Gerald Glasauer (born April 27, 1969) is a German forest contractor, venture capital investor, business angel and philanthropist.

== Career ==
On October 18, 1994, Gerald Glasauer founded his first venture capital fund called Glasauer Unternehmensbeteiligungen KG as initiator in Schwäbisch Hall. The purpose was to create venture capital investments in young technology businesses. Additionally, after the German reunification and peaceful revolution of Eastern Germany, they invested in technology businesses in Eastern Germany.

Due to the dot-com bubble, the twelve public companies (venture capital funds) that Glasauer launched as the initiator were merged. In this context, Glasauer was criticized by his shareholders. In 2003, a final restructuring occurred in which all twelve funds were merged into one centralized company.

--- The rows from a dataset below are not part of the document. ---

//! JSON-RPC 2.0 message helpers.

use serde::Serialize;
use serde_json::{Value, json};

pub const PARSE_ERROR: i64 = -32700;
pub const INVALID_REQUEST: i64 = -32600;
pub const METHOD_NOT_FOUND: i64 = -32601;
pub const INVALID_PARAMS: i64 = -32602;

/// Protocol revisions this server can speak, newest last.
pub const SUPPORTED_PROTOCOL_VERSIONS: &[&str] = &["2024-11-05", "2025-03-26", "2025-06-18"];

/// Revision offered when the client asks for one we do not know.
pub const DEFAULT_PROTOCOL_VERSION: &str = "2024-11-05";

/// Successful response.
#[must_use]
pub fn rpc_response(id: Value, result: Value) -> Value {
    json!({
        "jsonrpc": "2.0",
        "id": id,
        "result": result
    })
}

/// Error response.
#[must_use]
pub fn json_error(id: Value, code: i64, message: &str) -> Value {
    json!({
        "jsonrpc": "2.0",
        "id": id,
        "error": { "code": code, "message": message }
    })
}

/// Pick the protocol revision to answer `initialize` with.
#[must_use]
pub fn negotiate_version(requested: Option<&str>) -> &'static str {
    requested
        .and_then(|v| SUPPORTED_PROTOCOL_VERSIONS.iter().find(|known| **known == v))
        .copied()
        .unwrap_or(DEFAULT_PROTOCOL_VERSION)
}

/// One content block of a tool result.
#[derive(Debug, Clone, PartialEq, Eq, Serialize)]
pub struct TextContent {
    #[serde(rename = "type")]
    pub kind: &'static str,
    pub text: String,
}

/// Result payload of `tools/call`.
#[derive(Debug, Clone, PartialEq, Eq, Serialize)]
#[serde(rename_all = "camelCase")]
pub struct ToolResult {
    pub content: Vec<TextContent>,
    pub is_error: bool,
}

impl ToolResult {
    #[must_use]
    pub fn text(text: impl Into<String>) -> Self {
        Self {
            content: vec![TextContent {
                kind: "text",
                text: text.into(),
            }],
            is_error: false,
        }
    }

    #[must_use]
    pub fn error(message: impl Into<String>) -> Self {
        Self {
            is_error: true,
            ..Self::text(message)
        }
    }
}
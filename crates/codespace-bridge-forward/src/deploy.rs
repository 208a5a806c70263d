//! Deployment of the exec helper onto the target.
//!
//! The helper is this binary itself, so it can only be deployed when the
//! local build is Linux on the same architecture as the target.

use std::path::Path;

use codespace_bridge_core::{RemoteShell, codec, quote};

use crate::ForwardError;

pub const HELPER_DIR: &str = "/tmp/codespace-bridge-bin";
pub const HELPER_PATH: &str = "/tmp/codespace-bridge-bin/codespace-bridge";

/// Normalize `uname -m` output to Rust's architecture names.
fn normalize_arch(machine: &str) -> Option<&'static str> {
    match machine.trim() {
        "x86_64" | "amd64" => Some("x86_64"),
        "aarch64" | "arm64" => Some("aarch64"),
        _ => None,
    }
}

/// Architecture of this build, if it can run on a Linux target at all.
fn local_arch() -> Option<&'static str> {
    (std::env::consts::OS == "linux")
        .then(|| normalize_arch(std::env::consts::ARCH))
        .flatten()
}

/// Make sure the helper at [`HELPER_PATH`] matches `local_binary`.
///
/// Uploads only when the remote copy is missing or differs in size.
/// Returns the remote helper path.
///
/// # Errors
/// Returns `UnsupportedEnvironment` if the local binary cannot run on the
/// target, in which case callers fall back to shell assembly.
pub async fn deploy_helper<S>(shell: &S, local_binary: &Path) -> Result<String, ForwardError>
where
    S: RemoteShell + ?Sized,
{
    let Some(local) = local_arch() else {
        return Err(ForwardError::UnsupportedEnvironment(format!(
            "local build is {}/{}",
            std::env::consts::OS,
            std::env::consts::ARCH
        )));
    };

    let uname = shell.exec("uname -m").await?;
    if !uname.success() {
        return Err(ForwardError::RemoteCommand {
            context: "uname",
            exit_code: uname.exit_code,
            stderr: uname.failure_detail(),
        });
    }
    let remote = normalize_arch(&uname.stdout);
    if remote != Some(local) {
        return Err(ForwardError::UnsupportedEnvironment(format!(
            "target architecture {:?} does not match local {local}",
            uname.stdout.trim()
        )));
    }

    let binary = tokio::fs::read(local_binary).await?;
    let path = quote(HELPER_PATH)?;

    let stat = shell.exec(&format!("stat -c %s {path} 2>/dev/null || echo 0")).await?;
    let remote_size = stat.stdout.trim().parse::<u64>().unwrap_or(0);
    if remote_size == binary.len() as u64 {
        tracing::debug!(size = remote_size, "Helper already deployed");
        return Ok(HELPER_PATH.to_string());
    }

    tracing::info!(size = binary.len(), "Deploying exec helper");
    let script = format!(
        "mkdir -p {} && base64 -d > {path} && chmod +x {path}",
        quote(HELPER_DIR)?
    );
    let encoded = codec::encode(&binary);
    let output = shell.exec_with_stdin(&script, Some(encoded.as_bytes())).await?;
    if !output.success() {
        return Err(ForwardError::RemoteCommand {
            context: "helper upload",
            exit_code: output.exit_code,
            stderr: output.failure_detail(),
        });
    }
    Ok(HELPER_PATH.to_string())
}
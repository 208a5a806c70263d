//! Content search and file finding.

use codespace_bridge_core::{ExecOutput, RemoteShell, quote};

use crate::{ExecutorError, RemoteExecutor};

/// Reply for a search or find with no results.
pub const NO_MATCHES: &str = "No matches found.";

/// Stderr marker carrying the status of the producer side of a pipeline.
const STATUS_MARKER: &str = "__search_status=";

impl<S: RemoteShell> RemoteExecutor<S> {
    /// Search file contents under `path` (default: the remote root).
    ///
    /// Uses `rg` when the target has it and `grep -r` otherwise. Lines come
    /// back as `<path>:<line>:<content>`, capped at the configured maximum.
    /// Past the cap, a blank line and a `[results truncated at N lines]`
    /// trailer follow the result lines; the trailer is not a result.
    ///
    /// # Errors
    /// Returns `RemoteCommand` when the search fails without producing
    /// output (bad pattern, unreadable path).
    pub async fn search(
        &self,
        pattern: &str,
        path: Option<&str>,
        glob: Option<&str>,
    ) -> Result<String, ExecutorError> {
        let p = quote(pattern)?;
        let dir = quote(path.unwrap_or("."))?;
        let (rg_glob, grep_glob) = match glob {
            Some(g) => {
                let g = quote(g)?;
                (format!(" --glob {g}"), format!(" --include={g}"))
            }
            None => (String::new(), String::new()),
        };
        let search = format!(
            "if command -v rg >/dev/null 2>&1; then rg --color=never -n -H{rg_glob} -e {p} -- {dir}; \
             else grep -rnH{grep_glob} -e {p} -- {dir}; fi"
        );
        let output = self.capped(&search).await?;
        self.collect(output, "search")
    }

    /// Find files matching `glob` under `path` (default: the remote root).
    ///
    /// Uses `fd` (or `fdfind`) when available. The `find` fallback only
    /// matches the last path segment of the glob. Capped like [`Self::search`],
    /// with the same truncation trailer.
    ///
    /// # Errors
    /// Returns `RemoteCommand` when the listing fails without output.
    pub async fn find(&self, glob: &str, path: Option<&str>) -> Result<String, ExecutorError> {
        let dir = quote(path.unwrap_or("."))?;
        let fd_args = if glob.contains('/') {
            let anchored = if glob.starts_with("**") || glob.starts_with('/') {
                glob.to_string()
            } else {
                format!("**/{glob}")
            };
            format!("--full-path --glob {}", quote(&anchored)?)
        } else {
            format!("--glob {}", quote(glob)?)
        };
        let name = quote(last_segment(glob))?;
        let search = format!(
            "cd {dir} && if command -v fd >/dev/null 2>&1; then fd --type f {fd_args} --exclude .git; \
             elif command -v fdfind >/dev/null 2>&1; then fdfind --type f {fd_args} --exclude .git; \
             else find . -type f -name {name} -not -path '*/.git/*'; fi"
        );
        let output = self.capped(&search).await?;
        self.collect(output, "find")
    }

    /// Run `search` with its output cut one line past the cap, reporting
    /// the search's own status on stderr.
    async fn capped(&self, search: &str) -> Result<ExecOutput, ExecutorError> {
        let script = format!(
            "{{ {search}; echo \"{STATUS_MARKER}$?\" >&2; }} | head -n {}",
            self.max_results + 1
        );
        Ok(self.shell.exec(&self.in_workdir(&script)?).await?)
    }

    fn collect(&self, output: ExecOutput, context: &'static str) -> Result<String, ExecutorError> {
        let (status, stderr) = split_status(&output.stderr);
        let status = status.unwrap_or(output.exit_code);

        if output.stdout.trim().is_empty() {
            return match status {
                0 | 1 => Ok(NO_MATCHES.to_string()),
                exit_code => Err(ExecutorError::RemoteCommand {
                    context,
                    exit_code,
                    stderr: if stderr.is_empty() {
                        format!("{context} exited with {exit_code}")
                    } else {
                        stderr
                    },
                }),
            };
        }

        let lines: Vec<&str> = output.stdout.lines().collect();
        if lines.len() > self.max_results {
            let mut text = lines[..self.max_results].join("\n");
            text.push_str(&format!(
                "\n\n[results truncated at {} lines]",
                self.max_results
            ));
            Ok(text)
        } else {
            Ok(lines.join("\n"))
        }
    }
}

/// Pull the status marker out of stderr.
fn split_status(stderr: &str) -> (Option<i32>, String) {
    let mut status = None;
    let mut rest = Vec::new();
    for line in stderr.lines() {
        match line.strip_prefix(STATUS_MARKER) {
            Some(code) => status = code.trim().parse().ok(),
            None => rest.push(line),
        }
    }
    (status, rest.join("\n").trim().to_string())
}

fn last_segment(glob: &str) -> &str {
    glob.rsplit('/').next().unwrap_or(glob)
}
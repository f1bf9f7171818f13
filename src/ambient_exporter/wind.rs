// ambient_exporter - Prometheus metrics exporter for Ambient Weather stations
//
// Copyright 2022 Nick Pillitteri
//
// This program is free software: you can redistribute it and/or modify
// it under the terms of the GNU General Public License as published by
// the Free Software Foundation, either version 3 of the License, or
// (at your option) any later version.
//
// This program is distributed in the hope that it will be useful,
// but WITHOUT ANY WARRANTY; without even the implied warranty of
// MERCHANTABILITY or FITNESS FOR A PARTICULAR PURPOSE.  See the
// GNU General Public License for more details.
//
// You should have received a copy of the GNU General Public License
// along with this program.  If not, see <http://www.gnu.org/licenses/>.
//

/// Period the instantaneous wind speed is assumed to hold for, in hours.
pub const WIND_RUN_HOURS: f64 = 24.0;

/// Distance in miles the wind would travel at the given speed over a fixed
/// 24 hour window.
///
/// This treats a single reading as constant for the whole window rather than
/// integrating speed over time. It's an approximation.
pub fn wind_run(wind_speed_mph: f64) -> f64 {
    wind_speed_mph * WIND_RUN_HOURS
}

#[cfg(test)]
mod test {
    use super::*;

    #[test]
    fn test_wind_run_calm() {
        assert_eq!(0.0, wind_run(0.0));
    }

    #[test]
    fn test_wind_run_linear() {
        for mph in 0..200 {
            let v = f64::from(mph) * 0.25;
            assert_eq!(2.0 * wind_run(v), wind_run(2.0 * v));
        }
    }

    #[test]
    fn test_wind_run_five_mph() {
        assert_eq!(120.0, wind_run(5.0));
    }
}
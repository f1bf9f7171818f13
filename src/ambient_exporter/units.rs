// ambient_exporter - Prometheus metrics exporter for Ambient Weather stations
//
// Copyright 2022 Nick Pillitteri
//
// This program is free software: you can redistribute it and/or modify
// it under the terms of the GNU General Public License as published by
// the Free Software Foundation, either version 3 of the License, or
// (at your option) any later version.
//
// This program is distributed in the hope that it will be useful,
// but WITHOUT ANY WARRANTY; without even the implied warranty of
// MERCHANTABILITY or FITNESS FOR A PARTICULAR PURPOSE.  See the
// GNU General Public License for more details.
//
// You should have received a copy of the GNU General Public License
// along with this program.  If not, see <http://www.gnu.org/licenses/>.
//

//! Conversions between the imperial units reported by stations and the metric
//! units used by the derived measurement formulas.

const METERS_PER_FOOT: f64 = 0.3048;
const MS_PER_MPH: f64 = 0.44704;

pub fn fahrenheit_to_celsius(f: f64) -> f64 {
    (f - 32.0) * 5.0 / 9.0
}

pub fn celsius_to_fahrenheit(c: f64) -> f64 {
    c * 9.0 / 5.0 + 32.0
}

pub fn feet_to_meters(ft: f64) -> f64 {
    ft * METERS_PER_FOOT
}

pub fn meters_to_feet(m: f64) -> f64 {
    m / METERS_PER_FOOT
}

/// Convert miles per hour to meters per second.
pub fn mph_to_ms(mph: f64) -> f64 {
    mph * MS_PER_MPH
}

#[cfg(test)]
pub(crate) mod test_tools {
    pub fn approx_equal(val1: f64, val2: f64, eps: f64) -> bool {
        assert!(eps > 0.0);

        (val1 - val2).abs() < eps
    }
}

He has invested in more than 100 startups and companies. Among the success cases: Alnylam Pharmaceuticals, NEXUS AG (a software-producer for hospitals) and Natural Dental Implants AG.

Since 1995 Glasauer is active as forest contractor. First, he started reforestation in south Germany. Since 2020 he expand nationwide and operate 10 Square miles own Forest. Glasauer's goal is a species-rich mixed forest in which trees of different age groups grow. Glasauer is an active member of the Association of German Foresters.

Glasauer was active for the German nonprofit organization Manager ohne Grenzen (Managers without borders). He made one mission to Ethiopia in 2010 and two missions to Sri Lanka in 2013 as part of the organization.